But neither the destruction of the druids, the death of Boadicea, nor the destruction of her immense army, enabled the Romans to extend their possessions with safety in the island. They were ever, as in the days of Cæsar, upon the defensive; no colony, unless a legion of soldiers were encamped in the immediate neighbourhood, was safe; and even after defeating the queen of the Iceni, and receiving a great force of both infantry and cavalry, Suetonius left the island unconquered, and the war unfinished, and returned to Rome.

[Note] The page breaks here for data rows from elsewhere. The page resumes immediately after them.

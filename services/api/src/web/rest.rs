//! services/api/src/web/rest.rs
//!
//! Shared REST plumbing: the JSON error body used by every handler and the
//! master definition for the OpenAPI specification.

use axum::{http::StatusCode, response::Json};
use serde::Serialize;
use utoipa::{OpenApi, ToSchema};

use crate::web::payment::{AccessCheckResponse, CheckoutResponse, GrantAccessResponse};

//=========================================================================================
// OpenAPI Master Definition
//=========================================================================================

#[derive(OpenApi)]
#[openapi(
    paths(
        crate::web::payment::check_access_handler,
        crate::web::payment::grant_access_handler,
        crate::web::payment::create_checkout_handler,
    ),
    components(
        schemas(AccessCheckResponse, GrantAccessResponse, CheckoutResponse, ErrorBody)
    ),
    tags(
        (name = "SintGPT API", description = "API endpoints for poem generation, document analysis and the unlock flow.")
    )
)]
pub struct ApiDoc;

//=========================================================================================
// Error Responses
//=========================================================================================

/// The JSON body of every non-streaming error response.
#[derive(Serialize, ToSchema)]
#[serde(rename_all = "camelCase")]
pub struct ErrorBody {
    pub status_message: String,
    /// Optional diagnostic detail, e.g. field-level validation errors.
    #[serde(skip_serializing_if = "Option::is_none")]
    #[schema(value_type = Object)]
    pub data: Option<serde_json::Value>,
}

/// The failure type shared by all handlers.
pub type ApiFailure = (StatusCode, Json<ErrorBody>);

pub fn api_error(status: StatusCode, message: impl Into<String>) -> ApiFailure {
    (
        status,
        Json(ErrorBody {
            status_message: message.into(),
            data: None,
        }),
    )
}

pub fn api_error_with_data(
    status: StatusCode,
    message: impl Into<String>,
    data: serde_json::Value,
) -> ApiFailure {
    (
        status,
        Json(ErrorBody {
            status_message: message.into(),
            data: Some(data),
        }),
    )
}

/// Converts a provider status passthrough into a response status, falling
/// back to 502 for values that are not valid HTTP statuses.
pub fn provider_status(status: u16) -> StatusCode {
    StatusCode::from_u16(status).unwrap_or(StatusCode::BAD_GATEWAY)
}
//! # PSD import
//! Maps a decoded PSD layer tree onto a [`Document`]. Each foreign layer is converted on its own: one that
//! cannot be interpreted is left out and reported in [`PsdImport::diagnostics`] while its siblings are still
//! imported.

pub mod base64_serde;
pub mod error;
pub mod foreign;
pub mod pixel;
pub mod preferences;
pub mod shape;
pub mod text;

pub use error::ImportError;
pub use foreign::{ForeignDocument, ForeignLayer, ForeignLayerKind};
pub use preferences::ImportPreferences;

use glam::DVec2;
use log::{info, warn};
use strata_document::Document;
use strata_document::layers::group_layer::GroupLayer;
use strata_document::layers::layer_info::{Layer, LayerDataType};

/// A foreign layer that was left out of the import.
#[derive(Debug, Clone, PartialEq)]
pub struct ImportDiagnostic {
	pub layer_name: String,
	/// Child indices leading to the layer in the foreign tree.
	pub foreign_path: Vec<usize>,
	pub error: ImportError,
}

#[derive(Debug)]
pub struct PsdImport {
	pub document: Document,
	pub diagnostics: Vec<ImportDiagnostic>,
}

impl PsdImport {
	pub fn is_complete(&self) -> bool {
		self.diagnostics.is_empty()
	}
}

struct Importer<'a> {
	document_size: DVec2,
	preferences: &'a ImportPreferences,
	diagnostics: Vec<ImportDiagnostic>,
}

impl Importer<'_> {
	fn report(&mut self, layer: &ForeignLayer, foreign_path: &[usize], error: ImportError) {
		warn!("Skipping layer {:?} at {foreign_path:?}: {error}", layer.name);
		self.diagnostics.push(ImportDiagnostic {
			layer_name: layer.name.clone(),
			foreign_path: foreign_path.to_vec(),
			error,
		});
	}

	/// Converts a layer and its children, recording a diagnostic when the layer has to be dropped.
	fn import_layer(&mut self, layer: &ForeignLayer, foreign_path: &mut Vec<usize>) -> Option<Layer> {
		match self.convert_layer(layer, foreign_path) {
			Ok(converted) => converted,
			Err(error) => {
				self.report(layer, foreign_path, error);
				None
			}
		}
	}

	fn convert_layer(&mut self, layer: &ForeignLayer, foreign_path: &mut Vec<usize>) -> Result<Option<Layer>, ImportError> {
		match layer.kind {
			ForeignLayerKind::Pixel => pixel::convert_pixel_layer(layer),
			ForeignLayerKind::Shape => shape::convert_shape_layer(layer, self.document_size, self.preferences),
			ForeignLayerKind::Type => text::convert_type_layer(layer, self.preferences).map(Some),
			ForeignLayerKind::Group => Ok(self.convert_group(layer, foreign_path)),
			kind @ (ForeignLayerKind::SmartObject | ForeignLayerKind::Adjustment | ForeignLayerKind::Fill) => Err(ImportError::UnsupportedLayerKind(kind)),
		}
	}

	fn convert_group(&mut self, layer: &ForeignLayer, foreign_path: &mut Vec<usize>) -> Option<Layer> {
		let mut group = GroupLayer::default();
		for (index, child) in layer.children.iter().enumerate() {
			foreign_path.push(index);
			if let Some(converted) = self.import_layer(child, foreign_path) {
				group.add_layer(converted);
			}
			foreign_path.pop();
		}

		if group.is_empty() && !self.preferences.keep_empty_groups {
			info!("Dropping group {:?} which has no importable layers", layer.name);
			return None;
		}
		Some(Layer::new(LayerDataType::Group(group), layer.name.clone()).with_visibility(layer.visible))
	}
}

/// Builds a document from `foreign`, bottom-most layer first.
pub fn import_document(foreign: &ForeignDocument, preferences: &ImportPreferences) -> PsdImport {
	let mut importer = Importer {
		document_size: DVec2::new(foreign.width as f64, foreign.height as f64),
		preferences,
		diagnostics: Vec::new(),
	};
	let mut document = Document::default();

	let mut foreign_path = Vec::new();
	for (index, layer) in foreign.layers.iter().enumerate() {
		foreign_path.push(index);
		if let Some(converted) = importer.import_layer(layer, &mut foreign_path) {
			if let Err(error) = document.append(&[], converted) {
				importer.report(layer, &foreign_path, error.into());
			}
		}
		foreign_path.pop();
	}

	info!(
		"Imported {} of {} top-level layers from a {}x{} document with {} skipped",
		document.root().len(),
		foreign.layers.len(),
		foreign.width,
		foreign.height,
		importer.diagnostics.len()
	);
	PsdImport {
		document,
		diagnostics: importer.diagnostics,
	}
}

#[cfg(test)]
mod tests {
	use super::*;
	use crate::foreign::{ForeignRaster, TypeData};
	use pretty_assertions::assert_eq;
	use strata_document::layers::layer_info::LayerKind;

	fn pixel(name: &str) -> ForeignLayer {
		let mut layer = ForeignLayer::new(ForeignLayerKind::Pixel, name);
		layer.raster = Some(ForeignRaster { width: 1, height: 1, data: vec![10, 20, 30, 255] });
		layer
	}

	fn group(name: &str, children: Vec<ForeignLayer>) -> ForeignLayer {
		let mut layer = ForeignLayer::new(ForeignLayerKind::Group, name);
		layer.children = children;
		layer
	}

	fn foreign(layers: Vec<ForeignLayer>) -> ForeignDocument {
		ForeignDocument { width: 64, height: 32, layers }
	}

	fn kinds(group: &GroupLayer) -> Vec<LayerKind> {
		group.layers().iter().map(Layer::kind).collect()
	}

	#[test]
	fn groups_are_imported_recursively() {
		let _ = env_logger::builder().is_test(true).try_init();
		let outer = group("Outer", vec![pixel("Leaf"), group("Inner", vec![pixel("Nested leaf")])]);

		let PsdImport { mut document, diagnostics } = import_document(&foreign(vec![outer]), &ImportPreferences::default());

		assert_eq!(diagnostics, vec![]);
		assert_eq!(kinds(document.root()), vec![LayerKind::Group]);
		assert_eq!(kinds(document.group(&[0]).unwrap()), vec![LayerKind::Image, LayerKind::Group]);
		assert_eq!(kinds(document.group(&[0, 1]).unwrap()), vec![LayerKind::Image]);
		assert_eq!(document.layer(&[0, 1, 0]).unwrap().name, "Nested leaf");

		document.remove(&[0]).unwrap();
		assert!(document.root().is_empty());
		assert_eq!(document.layer_paths(), Vec::<Vec<u64>>::new());
	}

	#[test]
	fn unsupported_layers_are_skipped_with_a_diagnostic() {
		let adjustment = ForeignLayer::new(ForeignLayerKind::Adjustment, "Curves");
		let layers = vec![pixel("Below"), group("Folder", vec![adjustment, pixel("Kept")]), pixel("Above")];

		let import = import_document(&foreign(layers), &ImportPreferences::default());

		assert!(!import.is_complete());
		assert_eq!(
			import.diagnostics,
			vec![ImportDiagnostic {
				layer_name: "Curves".to_string(),
				foreign_path: vec![1, 0],
				error: ImportError::UnsupportedLayerKind(ForeignLayerKind::Adjustment),
			}]
		);
		let names: Vec<_> = import.document.root().layers().iter().map(|layer| layer.name.as_str()).collect();
		assert_eq!(names, ["Below", "Folder", "Above"]);
		assert_eq!(import.document.group(&[1]).unwrap().len(), 1);
	}

	#[test]
	fn malformed_text_does_not_abort_the_import() {
		let mut broken = ForeignLayer::new(ForeignLayerKind::Type, "Broken");
		broken.text = Some(TypeData {
			engine_dict: Default::default(),
			font_set: vec![],
		});
		if let Some(text) = &mut broken.text {
			text.engine_dict.editor.text = "A\rB".to_string();
			text.engine_dict.style_run.run_length_array = vec![3];
		}

		let import = import_document(&foreign(vec![broken, pixel("Fine")]), &ImportPreferences::default());

		assert_eq!(import.diagnostics.len(), 1);
		assert!(matches!(import.diagnostics[0].error, ImportError::InvalidFormat(_)));
		assert_eq!(import.document.root().len(), 1);
	}

	#[test]
	fn empty_groups_follow_preferences() {
		let layers = vec![group("Empty", vec![]), group("Emptied", vec![ForeignLayer::new(ForeignLayerKind::Fill, "Solid")])];

		let kept = import_document(&foreign(layers.clone()), &ImportPreferences::default());
		assert_eq!(kept.document.root().len(), 2);

		let preferences = ImportPreferences {
			keep_empty_groups: false,
			..Default::default()
		};
		let dropped = import_document(&foreign(layers), &preferences);
		assert!(dropped.document.root().is_empty());
		assert_eq!(dropped.diagnostics.len(), 1);
	}

	#[test]
	fn hidden_layers_stay_hidden() {
		let mut hidden = group("Hidden", vec![pixel("Inside")]);
		hidden.visible = false;

		let import = import_document(&foreign(vec![hidden]), &ImportPreferences::default());

		assert!(!import.document.layer(&[0]).unwrap().visible);
		assert!(import.document.layer(&[0, 0]).unwrap().visible);
		assert!(!import.document.is_effectively_visible(&[0, 0]).unwrap());
	}
}
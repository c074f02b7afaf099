use std::string::FromUtf8Error;
use thiserror::Error;

#[derive(Debug, Error)]
pub enum BinaryError {
	#[error("input ended at byte {position}: expected {expected} more bytes but only {available} were available")]
	TruncatedInput { position: u64, expected: usize, available: usize },

	#[error("string at byte {position} is not valid UTF-8")]
	InvalidEncoding {
		position: u64,
		#[source]
		source: FromUtf8Error,
	},

	#[error("a payload of {0} bytes does not fit in a 32-bit length prefix")]
	LengthOverflow(usize),

	#[error("I/O error: {0}")]
	Io(#[from] std::io::Error),
}

impl BinaryError {
	pub fn is_truncation(&self) -> bool {
		matches!(self, BinaryError::TruncatedInput { .. })
	}
}
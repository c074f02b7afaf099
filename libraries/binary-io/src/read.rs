use crate::BinaryError;

use std::io::{ErrorKind, Read};

/// Forward-only reader of little-endian primitives.
///
/// Tracks how many bytes have been consumed so truncation errors can say where the stream ended.
pub struct BinaryReader<R> {
	inner: R,
	position: u64,
}

impl<R: Read> BinaryReader<R> {
	pub fn new(inner: R) -> Self {
		Self { inner, position: 0 }
	}

	/// Number of bytes consumed so far.
	pub fn position(&self) -> u64 {
		self.position
	}

	pub fn into_inner(self) -> R {
		self.inner
	}

	/// Fills `buffer` completely or fails with [`BinaryError::TruncatedInput`].
	pub fn read_exact_into(&mut self, buffer: &mut [u8]) -> Result<(), BinaryError> {
		let mut filled = 0;
		while filled < buffer.len() {
			match self.inner.read(&mut buffer[filled..]) {
				Ok(0) => {
					return Err(BinaryError::TruncatedInput {
						position: self.position + filled as u64,
						expected: buffer.len(),
						available: filled,
					});
				}
				Ok(read) => filled += read,
				Err(error) if error.kind() == ErrorKind::Interrupted => continue,
				Err(error) if error.kind() == ErrorKind::UnexpectedEof => {
					return Err(BinaryError::TruncatedInput {
						position: self.position + filled as u64,
						expected: buffer.len(),
						available: filled,
					});
				}
				Err(error) => return Err(error.into()),
			}
		}
		self.position += filled as u64;
		Ok(())
	}

	pub fn read_array<const N: usize>(&mut self) -> Result<[u8; N], BinaryError> {
		let mut buffer = [0; N];
		self.read_exact_into(&mut buffer)?;
		Ok(buffer)
	}

	pub fn read_u32_le(&mut self) -> Result<u32, BinaryError> {
		self.read_array().map(u32::from_le_bytes)
	}

	pub fn read_f32_le(&mut self) -> Result<f32, BinaryError> {
		self.read_array().map(f32::from_le_bytes)
	}

	/// Reads a `u32` length `n` followed by exactly `n` bytes.
	///
	/// The declared length is not trusted for allocation; bytes are pulled through [`Read::take`] so a corrupt
	/// prefix on a short stream ends in [`BinaryError::TruncatedInput`] instead of a huge allocation.
	pub fn read_length_prefixed_bytes(&mut self) -> Result<Vec<u8>, BinaryError> {
		let length = self.read_u32_le()? as usize;
		let start = self.position;

		let mut bytes = Vec::new();
		let read = (&mut self.inner).take(length as u64).read_to_end(&mut bytes)?;
		self.position += read as u64;

		if read < length {
			return Err(BinaryError::TruncatedInput {
				position: start + read as u64,
				expected: length,
				available: read,
			});
		}
		Ok(bytes)
	}

	/// Length-prefixed UTF-8. Invalid sequences are an error, never replaced.
	pub fn read_utf8_string(&mut self) -> Result<String, BinaryError> {
		let position = self.position;
		let bytes = self.read_length_prefixed_bytes()?;
		String::from_utf8(bytes).map_err(|source| BinaryError::InvalidEncoding { position, source })
	}
}

#[cfg(test)]
mod tests {
	use super::*;
	use pretty_assertions::assert_eq;

	#[test]
	fn reads_little_endian_primitives() {
		let mut bytes = Vec::new();
		bytes.extend_from_slice(&0x0403_0201_u32.to_le_bytes());
		bytes.extend_from_slice(&(-1.5_f32).to_le_bytes());
		let mut reader = BinaryReader::new(bytes.as_slice());

		assert_eq!(reader.read_u32_le().unwrap(), 0x0403_0201);
		assert_eq!(reader.read_f32_le().unwrap(), -1.5);
		assert_eq!(reader.position(), 8);
	}

	#[test]
	fn short_u32_is_truncated() {
		let mut reader = BinaryReader::new([1_u8, 2, 3].as_slice());
		match reader.read_u32_le() {
			Err(BinaryError::TruncatedInput { expected, available, .. }) => {
				assert_eq!(expected, 4);
				assert_eq!(available, 3);
			}
			other => panic!("expected truncation, got {other:?}"),
		}
	}

	#[test]
	fn length_prefix_longer_than_stream_is_truncated() {
		let mut bytes = u32::MAX.to_le_bytes().to_vec();
		bytes.extend_from_slice(b"abc");
		let mut reader = BinaryReader::new(bytes.as_slice());

		let error = reader.read_length_prefixed_bytes().unwrap_err();
		assert!(error.is_truncation());
	}

	#[test]
	fn invalid_utf8_is_not_replaced() {
		let mut bytes = 2_u32.to_le_bytes().to_vec();
		bytes.extend_from_slice(&[0xC3, 0x28]);
		let mut reader = BinaryReader::new(bytes.as_slice());

		assert!(matches!(reader.read_utf8_string(), Err(BinaryError::InvalidEncoding { position: 0, .. })));
	}

	#[test]
	fn empty_string() {
		let mut reader = BinaryReader::new([0_u8, 0, 0, 0].as_slice());
		assert_eq!(reader.read_utf8_string().unwrap(), "");
	}

	#[test]
	fn source_eof_error_is_truncation() {
		struct EndsEarly;
		impl Read for EndsEarly {
			fn read(&mut self, _: &mut [u8]) -> std::io::Result<usize> {
				Err(ErrorKind::UnexpectedEof.into())
			}
		}

		let mut reader = BinaryReader::new(EndsEarly);
		assert!(reader.read_f32_le().unwrap_err().is_truncation());
	}
}
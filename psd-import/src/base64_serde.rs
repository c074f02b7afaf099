//! Basic wrapper for [`serde`] to perform [`base64`] encoding

use base64::Engine;
use serde::{Deserialize, Deserializer, Serializer};

pub fn as_base64<S: Serializer>(bytes: &[u8], serializer: S) -> Result<S::Ok, S::Error> {
	serializer.serialize_str(&base64::engine::general_purpose::STANDARD.encode(bytes))
}

pub fn from_base64<'a, D: Deserializer<'a>>(deserializer: D) -> Result<Vec<u8>, D::Error> {
	use serde::de::Error;

	let string = String::deserialize(deserializer)?;
	base64::engine::general_purpose::STANDARD.decode(string).map_err(|err| Error::custom(err.to_string()))
}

It is a pleasure to turn from these scenes of slaughter, to find that the next Roman general of note who came over to govern Britain, subdued more tribes by the arts of peace, and by kindness, than all his predecessors had done by the force of arms. Such is the power of genius, that we seem again to be in the company of one we have long known; for Agricola was the father-in-law of Tacitus, the eloquent historian, and there is but little doubt that the record of the few facts we are in possession of connected with this period were dictated by the general himself to his highly gifted son-in-law; we can almost in fancy see the grey-headed veteran and the author seated together in some Roman villa discoursing about these "deeds of other days." He had served under Suetonius, was present at that dreadful massacre in the island of Anglesey, where men, women, and children were so mercilessly butchered—had with his own eyes looked upon Boadicea. What would we not now give to know all that he had seen? To write this portion of our history with his eyes—to go on from page to page recording what he witnessed from day to day—to have him seated by our hearth now as he no doubt many a time sat beside Tacitus. What word-pictures would we then paint—what wild scenes would we portray!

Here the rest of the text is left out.